From June 13-15, 2025, Vienna (Austria) will host the Kongress zum jüdischen Anti-Zionismus, presented as the first international gathering of Jewish groups opposed to Zionism. Against the backdrop of a global surge in antisemitism, exacerbated by the ongoing war between Israel and Hamas, this congress claims to offer a “critical Jewish space” for anti-Zionist thought. Yet on closer inspection, the initiative reveals profound ideological deviations, a troubling instrumentalization of Holocaust memory, and disturbing overlaps with conspiracist and antisemitic rhetoric.
Vienna as a Symbol: Memory Reversed
The choice of Vienna is no coincidence: It is the city where political Zionism was born with Theodor Herzl, and the organizers explicitly state that they symbolically aim to deconstruct it. This founding gesture reflects a logic of historical reversal—turning the birthplace of Zionism into a site of its contestation.
More problematically, the congress website references the Mauthausen Oath of May 1945, pronounced by Holocaust survivors at the Nazi concentration camp in Austria, in which they pledged to fight for a world without fascism and war. Invoking this oath in support of radical anti-Zionism distorts its historical meaning. By mobilizing the Mauthausen Oath against Israel, the organizers suggest that the Jewish state represents the very system of oppression the survivors vowed to resist.
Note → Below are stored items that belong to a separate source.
//! 包到达事件

use super::id::NodeId;
use super::net_world::NetWorld;
use super::packet::Packet;
use crate::sim::{Event, Simulator, World};
use tracing::trace;

/// 包到达 `to`：来自链路，或由源端注入。
#[derive(Debug)]
pub struct DeliverPacket {
    pub to: NodeId,
    pub pkt: Packet,
}

impl Event for DeliverPacket {
    fn execute(self: Box<Self>, sim: &mut Simulator, world: &mut dyn World) {
        let DeliverPacket { to, pkt } = *self;
        trace!(pkt_id = pkt.id, to = ?to, now = ?sim.now(), "packet arrival");
        let w = world
            .as_any_mut()
            .downcast_mut::<NetWorld>()
            .expect("world must be NetWorld");
        w.net.deliver(to, pkt, sim);
    }
}
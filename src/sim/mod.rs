//! 离散事件仿真核心
//!
//! 仿真时间、事件与 world 的 trait，以及驱动它们的事件循环。

mod event;
mod scheduled_event;
mod simulator;
mod time;
mod world;

pub use event::Event;
pub use scheduled_event::ScheduledEvent;
pub use simulator::Simulator;
pub use time::SimTime;
pub use world::World;
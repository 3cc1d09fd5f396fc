//! 等价下一跳路由表
//!
//! 为每个 (节点, 目的地) 记录所有位于最短跳数路径上的出链路，
//! 它们就是交给负载均衡的候选。拓扑变化后惰性重建。

use std::collections::{HashMap, VecDeque};

use super::id::{LinkId, NodeId};
use super::link::Link;

#[derive(Debug, Default, Clone)]
pub struct RoutingTable {
    dirty: bool,
    next_hops: HashMap<(NodeId, NodeId), Vec<LinkId>>,
    hash_salt: u64,
}

impl RoutingTable {
    pub fn new(hash_salt: u64) -> Self {
        Self {
            dirty: true,
            next_hops: HashMap::new(),
            hash_salt,
        }
    }

    pub fn mark_dirty(&mut self) {
        self.dirty = true;
    }

    pub fn is_dirty(&self) -> bool {
        self.dirty
    }

    /// 若拓扑自上次构建后有变化，则基于 `links` 重建路由表。
    pub fn ensure_built(&mut self, num_nodes: usize, links: &[Link]) {
        if !self.dirty {
            return;
        }
        self.next_hops.clear();

        let mut out_links: Vec<Vec<LinkId>> = vec![Vec::new(); num_nodes];
        let mut preds: Vec<Vec<NodeId>> = vec![Vec::new(); num_nodes];
        for (i, l) in links.iter().enumerate() {
            out_links[l.from.0].push(LinkId(i));
            preds[l.to.0].push(l.from);
        }

        // 在反向图上 BFS 求到目的地的跳数；能让距离减一的链路即为候选。
        let mut dist = vec![u32::MAX; num_nodes];
        let mut q = VecDeque::new();
        for dst in 0..num_nodes {
            dist.fill(u32::MAX);
            dist[dst] = 0;
            q.clear();
            q.push_back(dst);
            while let Some(v) = q.pop_front() {
                for p in &preds[v] {
                    if dist[p.0] == u32::MAX {
                        dist[p.0] = dist[v] + 1;
                        q.push_back(p.0);
                    }
                }
            }

            for from in 0..num_nodes {
                let df = dist[from];
                if from == dst || df == u32::MAX {
                    continue;
                }
                let cands: Vec<LinkId> = out_links[from]
                    .iter()
                    .copied()
                    .filter(|l| dist[links[l.0].to.0] == df - 1)
                    .collect();
                if !cands.is_empty() {
                    self.next_hops.insert((NodeId(from), NodeId(dst)), cands);
                }
            }
        }

        self.dirty = false;
    }

    /// `from` 通往 `dst` 的候选链路，按链路创建顺序；不可达时为空。
    pub fn next_hops(&self, from: NodeId, dst: NodeId) -> &[LinkId] {
        self.next_hops
            .get(&(from, dst))
            .map(|v| v.as_slice())
            .unwrap_or(&[])
    }

    /// 以 key（如 flow id）在 `cands` 中做稳定的哈希选择。
    pub fn pick_ecmp(&self, from: NodeId, dst: NodeId, key: u64, cands: &[LinkId]) -> Option<LinkId> {
        if cands.is_empty() {
            return None;
        }
        let h = mix64(
            key ^ (from.0 as u64).wrapping_mul(0x9E37_79B9_7F4A_7C15)
                ^ (dst.0 as u64)
                ^ self.hash_salt,
        );
        Some(cands[(h % cands.len() as u64) as usize])
    }
}

/// splitmix64 混合函数
pub(crate) fn mix64(mut x: u64) -> u64 {
    x = x.wrapping_add(0x9E37_79B9_7F4A_7C15);
    let mut z = x;
    z = (z ^ (z >> 30)).wrapping_mul(0xBF58_476D_1CE4_E5B9);
    z = (z ^ (z >> 27)).wrapping_mul(0x94D0_49BB_1331_11EB);
    z ^ (z >> 31)
}
//! Leaf-spine 实验场景
//!
//! 场景是一个 JSON 文档，描述拓扑、负载均衡策略和要运行的 flow。
//! 所有字段都有默认值，所以 `{}` 也是合法场景：4 个 leaf、2 个 spine，
//! 运行 DRILL(2, 1)，每台主机向下一个 leaf 上的对应主机发包。

use std::fs;
use std::path::{Path, PathBuf};

use serde::{Deserialize, Serialize};
use tracing::info;

use crate::drill::DrillError;
use crate::net::{LoadBalancer, NetWorld, Stats};
use crate::sim::{SimTime, Simulator};
use crate::topo::{LeafSpineOpts, LeafSpineTopology, build_leaf_spine};
use crate::traffic::{FlowSpec, InjectFlow};

#[derive(Debug, thiserror::Error)]
pub enum ScenarioError {
    #[error("failed to read {path}: {source}")]
    Io {
        path: PathBuf,
        #[source]
        source: std::io::Error,
    },
    #[error("invalid scenario json: {0}")]
    Json(#[from] serde_json::Error),
    #[error("invalid scenario: {0}")]
    Invalid(String),
    #[error(transparent)]
    Drill(#[from] DrillError),
}

/// `flows` 为空时自动生成的 flow 所用的发包参数
#[derive(Debug, Clone, PartialEq, Eq, Serialize, Deserialize)]
#[serde(default)]
pub struct TrafficDefaults {
    pub pkts: u64,
    pub pkt_bytes: u32,
    pub gap_us: u64,
}

impl Default for TrafficDefaults {
    fn default() -> Self {
        Self {
            pkts: 1000,
            pkt_bytes: 1500,
            gap_us: 200,
        }
    }
}

#[derive(Debug, Clone, Serialize, Deserialize)]
#[serde(default)]
pub struct ScenarioSpec {
    pub topology: LeafSpineOpts,
    pub balancer: LoadBalancer,
    pub seed: u64,
    pub until_ms: u64,
    /// 主机下标对应 `LeafSpineTopology::hosts`
    pub flows: Vec<FlowSpec>,
    pub traffic: TrafficDefaults,
}

impl Default for ScenarioSpec {
    fn default() -> Self {
        Self {
            topology: LeafSpineOpts::default(),
            balancer: LoadBalancer::default(),
            seed: 1,
            until_ms: 1_000,
            flows: Vec::new(),
            traffic: TrafficDefaults::default(),
        }
    }
}

/// 每条上行链路的发送包数，DRILL 要均衡的正是这个量。
#[derive(Debug, Clone, Serialize)]
pub struct UplinkReport {
    pub leaf: String,
    pub spine: String,
    pub tx_pkts: u64,
}

#[derive(Debug, Clone, Serialize)]
pub struct RunReport {
    pub balancer: LoadBalancer,
    pub seed: u64,
    pub sim_time_ns: u64,
    pub events: u64,
    pub stats: Stats,
    pub mean_delay_us: f64,
    pub uplinks: Vec<UplinkReport>,
}

impl ScenarioSpec {
    pub fn from_path(path: impl AsRef<Path>) -> Result<Self, ScenarioError> {
        let path = path.as_ref();
        let raw = fs::read_to_string(path).map_err(|source| ScenarioError::Io {
            path: path.to_path_buf(),
            source,
        })?;
        Self::from_json(&raw)
    }

    pub fn from_json(raw: &str) -> Result<Self, ScenarioError> {
        let spec: ScenarioSpec = serde_json::from_str(raw)?;
        spec.validate()?;
        Ok(spec)
    }

    fn host_count(&self) -> usize {
        self.topology.leaves * self.topology.hosts_per_leaf
    }

    pub fn validate(&self) -> Result<(), ScenarioError> {
        let t = &self.topology;
        if t.leaves == 0 || t.spines == 0 || t.hosts_per_leaf == 0 {
            return Err(ScenarioError::Invalid(
                "leaves, spines and hosts_per_leaf must be positive".to_string(),
            ));
        }
        if t.link_bps == 0 {
            return Err(ScenarioError::Invalid("link_bps must be positive".to_string()));
        }
        if let LoadBalancer::Drill(cfg) = self.balancer {
            cfg.validate()?;
        }
        let hosts = self.host_count();
        for (i, f) in self.flows.iter().enumerate() {
            if f.src >= hosts || f.dst >= hosts {
                return Err(ScenarioError::Invalid(format!(
                    "flow {i}: host index out of range (fabric has {hosts} hosts)"
                )));
            }
            if f.src == f.dst {
                return Err(ScenarioError::Invalid(format!("flow {i}: src equals dst")));
            }
            if f.pkt_bytes == 0 {
                return Err(ScenarioError::Invalid(format!("flow {i}: pkt_bytes must be positive")));
            }
        }
        Ok(())
    }

    /// 已配置的 flow；未配置时每台主机向下一个 leaf 上同位置的主机发一条 flow。
    pub fn flows(&self) -> Vec<FlowSpec> {
        if !self.flows.is_empty() {
            return self.flows.clone();
        }
        let per_leaf = self.topology.hosts_per_leaf;
        let leaves = self.topology.leaves;
        let mut flows = Vec::new();
        for leaf in 0..leaves {
            for h in 0..per_leaf {
                let src = leaf * per_leaf + h;
                let dst = ((leaf + 1) % leaves) * per_leaf + h;
                if src == dst {
                    continue;
                }
                flows.push(FlowSpec {
                    src,
                    dst,
                    pkts: self.traffic.pkts,
                    pkt_bytes: self.traffic.pkt_bytes,
                    gap_us: self.traffic.gap_us,
                    start_us: 0,
                });
            }
        }
        flows
    }

    /// 构建拓扑并调度所有 flow，不运行。
    pub fn build(&self) -> Result<(Simulator, NetWorld, LeafSpineTopology), ScenarioError> {
        self.validate()?;
        let mut world = NetWorld::default();
        world.net.set_load_balancer(self.balancer, self.seed)?;
        let topo = build_leaf_spine(&mut world, &self.topology);

        let mut sim = Simulator::default();
        for (i, f) in self.flows().iter().enumerate() {
            sim.schedule(
                SimTime::from_micros(f.start_us),
                InjectFlow {
                    flow_id: i as u64 + 1,
                    src: topo.hosts[f.src],
                    dst: topo.hosts[f.dst],
                    pkt_bytes: f.pkt_bytes,
                    remaining: f.pkts,
                    gap: SimTime::from_micros(f.gap_us),
                },
            );
        }
        Ok((sim, world, topo))
    }

    pub fn run(&self) -> Result<RunReport, ScenarioError> {
        let (mut sim, mut world, topo) = self.build()?;
        info!(
            leaves = self.topology.leaves,
            spines = self.topology.spines,
            balancer = self.balancer.name(),
            until_ms = self.until_ms,
            "running leaf-spine scenario"
        );
        sim.run_until(SimTime::from_millis(self.until_ms), &mut world);
        Ok(self.report(&sim, &world, &topo))
    }

    fn report(&self, sim: &Simulator, world: &NetWorld, topo: &LeafSpineTopology) -> RunReport {
        let net = &world.net;
        let mut uplinks = Vec::with_capacity(topo.leaves.len() * topo.spines.len());
        for &leaf in &topo.leaves {
            for &spine in &topo.spines {
                let Some(link) = net.link_between(leaf, spine) else {
                    continue;
                };
                uplinks.push(UplinkReport {
                    leaf: net.node_name(leaf).unwrap_or_default().to_string(),
                    spine: net.node_name(spine).unwrap_or_default().to_string(),
                    tx_pkts: net.link(link).tx_pkts,
                });
            }
        }
        RunReport {
            balancer: self.balancer,
            seed: self.seed,
            sim_time_ns: sim.now().0,
            events: sim.executed(),
            stats: net.stats.clone(),
            mean_delay_us: net.stats.mean_delay_us(),
            uplinks,
        }
    }
}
This comparison, lacking historical accuracy, is a rhetorical maneuver that distorts Holocaust memory for political purposes, erasing the specificity of Nazism and the genocide of European Jews.
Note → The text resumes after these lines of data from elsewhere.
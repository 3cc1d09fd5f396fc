use crate::drill::DrillConfig;
use crate::net::{Forwarder, LoadBalancer, NetWorld};
use crate::queue::PacketQueue;
use crate::topo::{LeafSpineOpts, build_leaf_spine};

#[test]
fn leaf_spine_builds_full_bipartite_core_and_host_links() {
    let mut world = NetWorld::default();
    let opts = LeafSpineOpts {
        leaves: 3,
        spines: 4,
        hosts_per_leaf: 2,
        ..LeafSpineOpts::default()
    };
    let topo = build_leaf_spine(&mut world, &opts);

    assert_eq!(topo.spines.len(), 4);
    assert_eq!(topo.leaves.len(), 3);
    assert_eq!(topo.hosts.len(), 6);
    assert_eq!(world.net.num_nodes(), 13);
    // Each leaf: 2 links per spine, 2 per host.
    assert_eq!(world.net.links().len(), 3 * (2 * 4 + 2 * 2));

    assert_eq!(world.net.node_name(topo.spines[1]), Some("spine1"));
    assert_eq!(world.net.node_name(topo.leaves[2]), Some("leaf2"));
    assert_eq!(world.net.node_name(topo.host(1, 1)), Some("h1_1"));
    assert_eq!(topo.leaf_of(topo.host(2, 0)), Some(2));
    assert_eq!(topo.leaf_of(topo.spines[0]), None);

    for link in world.net.links() {
        assert_eq!(link.queue.capacity_pkts(), opts.queue_pkts);
    }
}

#[test]
fn leaf_sees_one_candidate_per_spine_toward_remote_hosts() {
    let mut world = NetWorld::default();
    let opts = LeafSpineOpts {
        leaves: 2,
        spines: 3,
        hosts_per_leaf: 2,
        ..LeafSpineOpts::default()
    };
    let topo = build_leaf_spine(&mut world, &opts);

    let remote = topo.host(1, 0);
    let local = topo.host(0, 1);
    let leaf0 = topo.leaves[0];

    let cands = world.net.candidates(leaf0, remote);
    assert_eq!(cands.len(), 3);
    let mut via: Vec<_> = cands.iter().map(|&l| world.net.link(l).to).collect();
    via.sort();
    let mut spines = topo.spines.clone();
    spines.sort();
    assert_eq!(via, spines);

    assert_eq!(world.net.candidates(leaf0, local).len(), 1);
    assert_eq!(world.net.candidates(topo.spines[0], remote).len(), 1);
    assert_eq!(world.net.candidates(topo.host(0, 0), remote).len(), 1);
}

#[test]
fn switches_built_after_balancer_install_get_drill_engines() {
    let mut world = NetWorld::default();
    world
        .net
        .set_load_balancer(LoadBalancer::Drill(DrillConfig::new(3, 1)), 9)
        .expect("valid config");
    let topo = build_leaf_spine(&mut world, &LeafSpineOpts::default());

    for &sw in topo.leaves.iter().chain(topo.spines.iter()) {
        match world.net.forwarder(sw) {
            Some(Forwarder::Drill(engine)) => assert_eq!(engine.config().d, 3),
            other => panic!("expected drill forwarder, got {other:?}"),
        }
    }
    for &h in &topo.hosts {
        assert!(world.net.forwarder(h).is_none());
    }
}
The announced presence of Stephen Kapos, a Jewish Holocaust survivor, fits into this memory strategy. While the voices of survivors carry undeniable moral authority, they can also be mobilized for ideological purposes. The case of Paul Rassinier (1906–1967) illustrates this clearly. A former schoolteacher, socialist activist, and non-Jewish resistance fighter deported to Buchenwald, he became, in the 1950s, the founding figure of French Holocaust denial. In “The Lie of Ulysses” (1950), he denied the existence of gas chambers and minimized the extermination of the Jews. His trajectory reminds us that being a victim does not shield one from ideological drift—Rassinier himself descended into overt antisemitism. Using the moral authority of survivors to legitimize historically and ethically dubious comparisons—such as between Gaza and Auschwitz—is a rhetorical manipulation of Holocaust memory for political ends, one that risks erasing its historical specificity.
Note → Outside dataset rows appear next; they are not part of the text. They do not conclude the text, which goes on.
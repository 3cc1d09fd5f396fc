//! 事件 trait

use super::simulator::Simulator;
use super::world::World;

/// 在某个仿真时刻发生的事。接收 `self: Box<Self>`，
/// 事件可以把负载（如数据包）移交给 world。
pub trait Event: Send + 'static {
    fn execute(self: Box<Self>, sim: &mut Simulator, world: &mut dyn World);
}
Beneath the Humanist Veneer: A Rhetoric of Rupture
The organizers claim the congress is a response to Zionism’s instrumentalization of Judaism and seek to present an anti-colonial Jewish voice in solidarity with Palestinians. Many participants are likely driven by genuine concern for victims of the Israeli-Palestinian conflict. Yet the discourse suffers from three major pitfalls: a total lack of nuance regarding Hamas’s crimes, a systematic demonization of Israel as an inherently racist state, and a rhetorical use of Jewish identity to legitimize positions rooted in historical distortion and internalized antisemitism.
Roger Waters Sets the Tone
The congress will open with a video message from Roger Waters. The former Pink Floyd bassist has become one of the most controversial media figures regarding discourse on Israel and Jews. In a series of recent statements, including on “Piers Morgan Uncensored” (July 2024) and social media, Waters has made extreme claims: denying or downplaying the crimes of Oct. 7, spreading conspiracy theories about a “Jewish war lobby,” justifying Hamas’s attacks as resistance, and denying sexual violence against Israeli women.
His refusal to acknowledge well-documented facts—such as the rapes committed by Hamas, confirmed by UN investigations and victim testimonies—resembles contemporary denialism. Waters even accused Israel of organizing massacres of its own citizens and rejected all journalistic or institutional evidence. He also denied the historical Jewish presence in the Land of Israel, stating it was irrelevant in light of what he called Israel’s “genocide” of Palestinians. This denial of Jewish history is a hallmark of antisemitic rhetoric, aimed at undermining Jewish self-determination.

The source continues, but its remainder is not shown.